There has been much talk about the 4.8 million people (1.4 million in Florida and 750,000 in New York state) who will lose their Obamacare health insurance if the tax credits now in place expire. Many more will see their premiums double. And, this is not even to speak of the millions of people who will lose Medicaid coverage under the Republican plan.

But, as with many discussions of the insecurities in American life, a bit of context exposes that today’s outrages are just the tip of the proverbial iceberg of insecurities in American life.

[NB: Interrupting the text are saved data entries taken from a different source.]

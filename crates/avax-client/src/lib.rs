//! Node boundary for the Avalanche wallet SDK
//!
//! Defines the [`NodeClient`] trait the wallet talks to, paginated UTXO
//! fetching, and [`ChainWallet`] flows that fetch, build, sign and issue.

#![forbid(unsafe_code)]
#![warn(missing_docs)]

pub mod fetch;
#[cfg(feature = "test-helpers")]
pub mod memory;
pub mod node;
pub mod wallet;

pub use fetch::{fetch_utxo_set, DEFAULT_PAGE_SIZE};
#[cfg(feature = "test-helpers")]
pub use memory::{IssuedTx, MemoryNode};
pub use node::{GetUtxosRequest, NodeClient, UtxoIndex, UtxoPage};
pub use wallet::ChainWallet;

/// Error types
#[derive(Debug, thiserror::Error)]
pub enum Error {
    /// Codec, build or signing failure
    #[error("Core error: {0}")]
    Core(#[from] avax_core::Error),

    /// Node rejected or failed a request
    #[error("RPC error: {0}")]
    Rpc(String),

    /// Node reported a full page but returned no UTXOs
    #[error("Empty UTXO page: {0}")]
    EmptyPage(String),
}

/// Result type
pub type Result<T> = std::result::Result<T, Error>;
//! C-chain account-side inputs and outputs of atomic transactions

use crate::address::EthAddress;
use crate::binary::{Reader, Writer};
use crate::codec::{Codec, Serializable};
use crate::ids::Id;
use crate::Result;

/// Credit to an EVM account
#[derive(Debug, Clone, PartialEq, Eq)]
pub struct EvmOutput {
    /// Receiving account
    pub address: EthAddress,
    /// Amount
    pub amount: u64,
    /// Asset ID
    pub asset_id: Id,
}

impl Serializable for EvmOutput {
    fn write_to(&self, _codec: Codec, w: &mut Writer) -> Result<()> {
        w.write_bytes(self.address.as_bytes());
        w.write_u64(self.amount);
        w.write_bytes(self.asset_id.as_bytes());
        Ok(())
    }

    fn read_from(_codec: Codec, r: &mut Reader<'_>) -> Result<Self> {
        Ok(Self {
            address: EthAddress(r.read_array()?),
            amount: r.read_u64()?,
            asset_id: Id(r.read_array()?),
        })
    }
}

/// Debit from an EVM account
#[derive(Debug, Clone, PartialEq, Eq)]
pub struct EvmInput {
    /// Debited account
    pub address: EthAddress,
    /// Amount
    pub amount: u64,
    /// Asset ID
    pub asset_id: Id,
    /// Account nonce
    pub nonce: u64,
}

impl Serializable for EvmInput {
    fn write_to(&self, _codec: Codec, w: &mut Writer) -> Result<()> {
        w.write_bytes(self.address.as_bytes());
        w.write_u64(self.amount);
        w.write_bytes(self.asset_id.as_bytes());
        w.write_u64(self.nonce);
        Ok(())
    }

    fn read_from(_codec: Codec, r: &mut Reader<'_>) -> Result<Self> {
        Ok(Self {
            address: EthAddress(r.read_array()?),
            amount: r.read_u64()?,
            asset_id: Id(r.read_array()?),
            nonce: r.read_u64()?,
        })
    }
}

/// Sort EVM outputs by address, then asset
pub fn sort_evm_outputs(outputs: &mut [EvmOutput]) {
    outputs.sort_by(|a, b| (a.address, a.asset_id).cmp(&(b.address, b.asset_id)));
}

/// Sort EVM inputs by address, then asset
pub fn sort_evm_inputs(inputs: &mut [EvmInput]) {
    inputs.sort_by(|a, b| (a.address, a.asset_id).cmp(&(b.address, b.asset_id)));
}
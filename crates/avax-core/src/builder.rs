//! Unsigned transaction builder for the X-, P- and C-chain
//!
//! Every build follows the same pipeline: resolve identifiers, split the
//! spend and fee into per-asset requirements, select UTXOs, assemble
//! destination, change and stake outputs, sort, then sanity-validate.
//! Builders never touch the network and never mutate the UTXO set.

use crate::address::{resolve_addresses, AddressInput, EthAddress};
use crate::codec::{Codec, TypeKind};
use crate::context::ChainContext;
use crate::evm::{EvmInput, EvmOutput};
use crate::fees::{FeeCalculator, FeeSplitPolicy, SeparateFeeAsset};
use crate::ids::{resolve_asset_id, resolve_chain_id, Id, IdInput, NodeId, ShortId};
use crate::inputs::TransferableInput;
use crate::outputs::{Output, OutputOwners, TransferableOutput};
use crate::selection::{spend_all, AssetRequirement, SelectionStrategy, UtxoSelector};
use crate::tx::{
    AddDelegatorTx, AddValidatorTx, BaseTx, CreateSubnetTx, EvmExportTx, EvmImportTx, ExportTx,
    ImportTx, UnsignedTx, Validator,
};
use crate::utxo::UtxoSet;
use crate::{Error, Result};
use avax_params::{ChainAlias, PERCENT_DENOMINATOR};
use std::collections::BTreeMap;

/// Who pays, where change goes, and how new outputs are locked
#[derive(Debug, Clone, PartialEq, Eq)]
pub struct SpendOptions {
    /// Addresses whose UTXOs may be spent
    pub from: Vec<ShortId>,
    /// Change owners (defaults to `from` when empty)
    pub change: Vec<ShortId>,
    /// Current time, used for locktime checks
    pub as_of: u64,
    /// Memo bytes
    pub memo: Vec<u8>,
    /// Locktime of destination outputs
    pub locktime: u64,
    /// Threshold of destination outputs
    pub threshold: u32,
}

impl Default for SpendOptions {
    fn default() -> Self {
        Self {
            from: Vec::new(),
            change: Vec::new(),
            as_of: 0,
            memo: Vec::new(),
            locktime: 0,
            threshold: 1,
        }
    }
}
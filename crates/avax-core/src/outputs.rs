//! Transaction outputs
//!
//! Every output kind wraps an [`OutputOwners`] set. Owner addresses are kept
//! sorted ascending, which is how the node expects them on the wire.

use crate::binary::{Reader, Writer};
use crate::codec::{Codec, Serializable, TypeKind};
use crate::ids::{Id, ShortId, SHORT_ID_LEN};
use crate::{Error, Result};

/// Owners of an output: who may spend it, how many must sign, and from when
#[derive(Debug, Clone, PartialEq, Eq, Default)]
pub struct OutputOwners {
    /// Earliest unix time the output may be spent
    pub locktime: u64,
    /// Number of owner signatures required
    pub threshold: u32,
    addresses: Vec<ShortId>,
}

impl OutputOwners {
    /// Create an owner set. Addresses are sorted and deduplicated.
    pub fn new(addresses: Vec<ShortId>, locktime: u64, threshold: u32) -> Result<Self> {
        let mut addresses = addresses;
        addresses.sort();
        addresses.dedup();
        let owners = Self {
            locktime,
            threshold,
            addresses,
        };
        owners.validate()?;
        Ok(owners)
    }

    /// Single owner, threshold 1, no locktime
    pub fn single(address: ShortId) -> Self {
        Self {
            locktime: 0,
            threshold: 1,
            addresses: vec![address],
        }
    }

    fn validate(&self) -> Result<()> {
        if self.threshold as usize > self.addresses.len() {
            return Err(Error::InvalidOwners(format!(
                "threshold {} exceeds {} addresses",
                self.threshold,
                self.addresses.len()
            )));
        }
        if self.threshold == 0 && !self.addresses.is_empty() {
            return Err(Error::InvalidOwners(
                "threshold must be positive when addresses are present".to_string(),
            ));
        }
        if self.addresses.windows(2).any(|w| w[0] >= w[1]) {
            return Err(Error::InvalidOwners(
                "addresses must be sorted and unique".to_string(),
            ));
        }
        Ok(())
    }

    /// Sorted owner addresses
    pub fn addresses(&self) -> &[ShortId] {
        &self.addresses
    }

    /// Position of `address` in the owner list
    pub fn address_index(&self, address: &ShortId) -> Option<u32> {
        self.addresses
            .binary_search(address)
            .ok()
            .map(|i| i as u32)
    }

    /// Owner address at `index`
    pub fn address_at(&self, index: u32) -> Option<ShortId> {
        self.addresses.get(index as usize).copied()
    }

    /// Whether any of `addresses` is an owner
    pub fn contains_any(&self, addresses: &[ShortId]) -> bool {
        addresses.iter().any(|a| self.address_index(a).is_some())
    }

    /// Pick the owners that will sign when spending with keys for `from`.
    ///
    /// Returns `(owner index, address)` pairs in ascending index order, or
    /// `None` if the output is still locked at `as_of` or `from` cannot meet
    /// the threshold.
    pub fn spenders(&self, from: &[ShortId], as_of: u64) -> Option<Vec<(u32, ShortId)>> {
        if self.locktime > as_of {
            return None;
        }
        let needed = self.threshold as usize;
        let picked: Vec<(u32, ShortId)> = self
            .addresses
            .iter()
            .enumerate()
            .filter(|(_, a)| from.contains(a))
            .take(needed)
            .map(|(i, a)| (i as u32, *a))
            .collect();
        (picked.len() == needed).then_some(picked)
    }
}

impl Serializable for OutputOwners {
    fn write_to(&self, _codec: Codec, w: &mut Writer) -> Result<()> {
        w.write_u64(self.locktime);
        w.write_u32(self.threshold);
        w.write_len(self.addresses.len())?;
        for addr in &self.addresses {
            w.write_bytes(addr.as_bytes());
        }
        Ok(())
    }

    fn read_from(_codec: Codec, r: &mut Reader<'_>) -> Result<Self> {
        let locktime = r.read_u64()?;
        let threshold = r.read_u32()?;
        let len = r.read_len(SHORT_ID_LEN)?;
        let mut addresses = Vec::with_capacity(len);
        for _ in 0..len {
            addresses.push(ShortId(r.read_array()?));
        }
        let owners = Self {
            locktime,
            threshold,
            addresses,
        };
        owners.validate()?;
        Ok(owners)
    }
}

/// secp256k1 transfer output
#[derive(Debug, Clone, PartialEq, Eq)]
pub struct SecpTransferOutput {
    /// Amount in the asset's smallest unit
    pub amount: u64,
    /// Owners
    pub owners: OutputOwners,
}

impl SecpTransferOutput {
    /// Create a transfer output
    pub fn new(amount: u64, owners: OutputOwners) -> Self {
        Self { amount, owners }
    }
}

impl Serializable for SecpTransferOutput {
    fn write_to(&self, codec: Codec, w: &mut Writer) -> Result<()> {
        w.write_u64(self.amount);
        self.owners.write_to(codec, w)
    }

    fn read_from(codec: Codec, r: &mut Reader<'_>) -> Result<Self> {
        let amount = r.read_u64()?;
        let owners = OutputOwners::read_from(codec, r)?;
        Ok(Self { amount, owners })
    }
}

/// secp256k1 mint output (mint rights, carries no value)
#[derive(Debug, Clone, PartialEq, Eq)]
pub struct SecpMintOutput {
    /// Owners
    pub owners: OutputOwners,
}

/// secp256k1 owner output (P-chain rewards and subnet control keys)
#[derive(Debug, Clone, PartialEq, Eq)]
pub struct SecpOwnerOutput {
    /// Owners
    pub owners: OutputOwners,
}

/// Transfer output locked for spending until `locktime` but usable for staking
#[derive(Debug, Clone, PartialEq, Eq)]
pub struct StakeableLockOut {
    /// Unix time after which the funds are spendable
    pub locktime: u64,
    /// Wrapped transfer output
    pub transfer: SecpTransferOutput,
}

/// A typed output (type ID + body on the wire)
#[derive(Debug, Clone, PartialEq, Eq)]
pub enum Output {
    /// Transfer output
    SecpTransfer(SecpTransferOutput),
    /// Mint output
    SecpMint(SecpMintOutput),
    /// Owner output
    SecpOwner(SecpOwnerOutput),
    /// Stakeable lock output
    StakeableLock(StakeableLockOut),
}

impl Output {
    /// Plain transfer output of `amount` to `owners`
    pub fn transfer(amount: u64, owners: OutputOwners) -> Self {
        Output::SecpTransfer(SecpTransferOutput::new(amount, owners))
    }

    /// Registered kind
    pub fn kind(&self) -> TypeKind {
        match self {
            Output::SecpTransfer(_) => TypeKind::SecpTransferOutput,
            Output::SecpMint(_) => TypeKind::SecpMintOutput,
            Output::SecpOwner(_) => TypeKind::SecpOwnerOutput,
            Output::StakeableLock(_) => TypeKind::StakeableLockOut,
        }
    }

    /// Value carried (zero for mint and owner outputs)
    pub fn amount(&self) -> u64 {
        match self {
            Output::SecpTransfer(out) => out.amount,
            Output::StakeableLock(out) => out.transfer.amount,
            Output::SecpMint(_) | Output::SecpOwner(_) => 0,
        }
    }

    /// Owner set
    pub fn owners(&self) -> &OutputOwners {
        match self {
            Output::SecpTransfer(out) => &out.owners,
            Output::SecpMint(out) => &out.owners,
            Output::SecpOwner(out) => &out.owners,
            Output::StakeableLock(out) => &out.transfer.owners,
        }
    }

    /// Stakeable locktime, zero for non-stakeable outputs
    pub fn stake_locktime(&self) -> u64 {
        match self {
            Output::StakeableLock(out) => out.locktime,
            _ => 0,
        }
    }

    /// Whether the output carries value that can be moved by a transfer input
    pub fn is_transferable(&self) -> bool {
        matches!(self, Output::SecpTransfer(_) | Output::StakeableLock(_))
    }
}

impl Serializable for Output {
    fn write_to(&self, codec: Codec, w: &mut Writer) -> Result<()> {
        codec.write_type(w, self.kind())?;
        match self {
            Output::SecpTransfer(out) => out.write_to(codec, w),
            Output::SecpMint(out) => out.owners.write_to(codec, w),
            Output::SecpOwner(out) => out.owners.write_to(codec, w),
            Output::StakeableLock(out) => {
                w.write_u64(out.locktime);
                codec.write_type(w, TypeKind::SecpTransferOutput)?;
                out.transfer.write_to(codec, w)
            }
        }
    }

    fn read_from(codec: Codec, r: &mut Reader<'_>) -> Result<Self> {
        match codec.read_type(r)? {
            TypeKind::SecpTransferOutput => {
                Ok(Output::SecpTransfer(SecpTransferOutput::read_from(codec, r)?))
            }
            TypeKind::SecpMintOutput => Ok(Output::SecpMint(SecpMintOutput {
                owners: OutputOwners::read_from(codec, r)?,
            })),
            TypeKind::SecpOwnerOutput => Ok(Output::SecpOwner(SecpOwnerOutput {
                owners: OutputOwners::read_from(codec, r)?,
            })),
            TypeKind::StakeableLockOut => {
                let locktime = r.read_u64()?;
                codec.expect_type(r, TypeKind::SecpTransferOutput)?;
                let transfer = SecpTransferOutput::read_from(codec, r)?;
                Ok(Output::StakeableLock(StakeableLockOut { locktime, transfer }))
            }
            other => Err(Error::UnknownTypeId(format!("{:?} is not an output", other))),
        }
    }
}

/// Output tagged with the asset it carries
#[derive(Debug, Clone, PartialEq, Eq)]
pub struct TransferableOutput {
    /// Asset ID
    pub asset_id: Id,
    /// Typed output
    pub output: Output,
}

impl TransferableOutput {
    /// Create a transferable output
    pub fn new(asset_id: Id, output: Output) -> Self {
        Self { asset_id, output }
    }

    /// Canonical sort key: asset ID, type ID and output bytes
    pub fn sort_key(&self, codec: Codec) -> Result<Vec<u8>> {
        self.to_bytes(codec)
    }
}

impl Serializable for TransferableOutput {
    fn write_to(&self, codec: Codec, w: &mut Writer) -> Result<()> {
        w.write_bytes(self.asset_id.as_bytes());
        self.output.write_to(codec, w)
    }

    fn read_from(codec: Codec, r: &mut Reader<'_>) -> Result<Self> {
        let asset_id = Id(r.read_array()?);
        let output = Output::read_from(codec, r)?;
        Ok(Self { asset_id, output })
    }
}

/// Sort outputs into canonical order
pub fn sort_outputs(codec: Codec, outputs: &mut Vec<TransferableOutput>) -> Result<()> {
    let mut keyed = outputs
        .drain(..)
        .map(|out| -> Result<(Vec<u8>, TransferableOutput)> { Ok((out.sort_key(codec)?, out)) })
        .collect::<Result<Vec<_>>>()?;
    keyed.sort_by(|a, b| a.0.cmp(&b.0));
    outputs.extend(keyed.into_iter().map(|(_, out)| out));
    Ok(())
}

/// Whether `outputs` are in canonical order
pub fn outputs_sorted(codec: Codec, outputs: &[TransferableOutput]) -> Result<bool> {
    let keys = outputs
        .iter()
        .map(|out| out.sort_key(codec))
        .collect::<Result<Vec<_>>>()?;
    Ok(keys.windows(2).all(|w| w[0] <= w[1]))
}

As the KFF chart above shows, the cost of family health insurance has more than tripled over 25 years. Even for people with employer-sponsored health insurance, their contributions have risen along a similarly vertiginous trajectory.

Health Outcomes

Meanwhile, the US ranked 33rd out of 50 countries in OECD (Organisation for Economic Co-operation and Development) data for life expectancy. Our track record on maternal health, neonatal health, chronic illnesses and more is similarly dismal. This is a country whose economy, viewed on a per-person basis, makes us the richest large country on earth.

But, we have been outstanding at producing billionaires. The Forbes billionaires list in 2019 counted 607 billionaires in the US. By April 2024, this number had grown by 34 percent to 813. In dollar terms, US billionaires held $3.1 trillion in net wealth in 2019. This figure ballooned by 117 percent to $6.7 trillion by the end of 2024.

A sad state of affairs. We could pick one of our developed country competitor’s healthcare systems and have healthcare as a right at forty percent less cost with world-class results.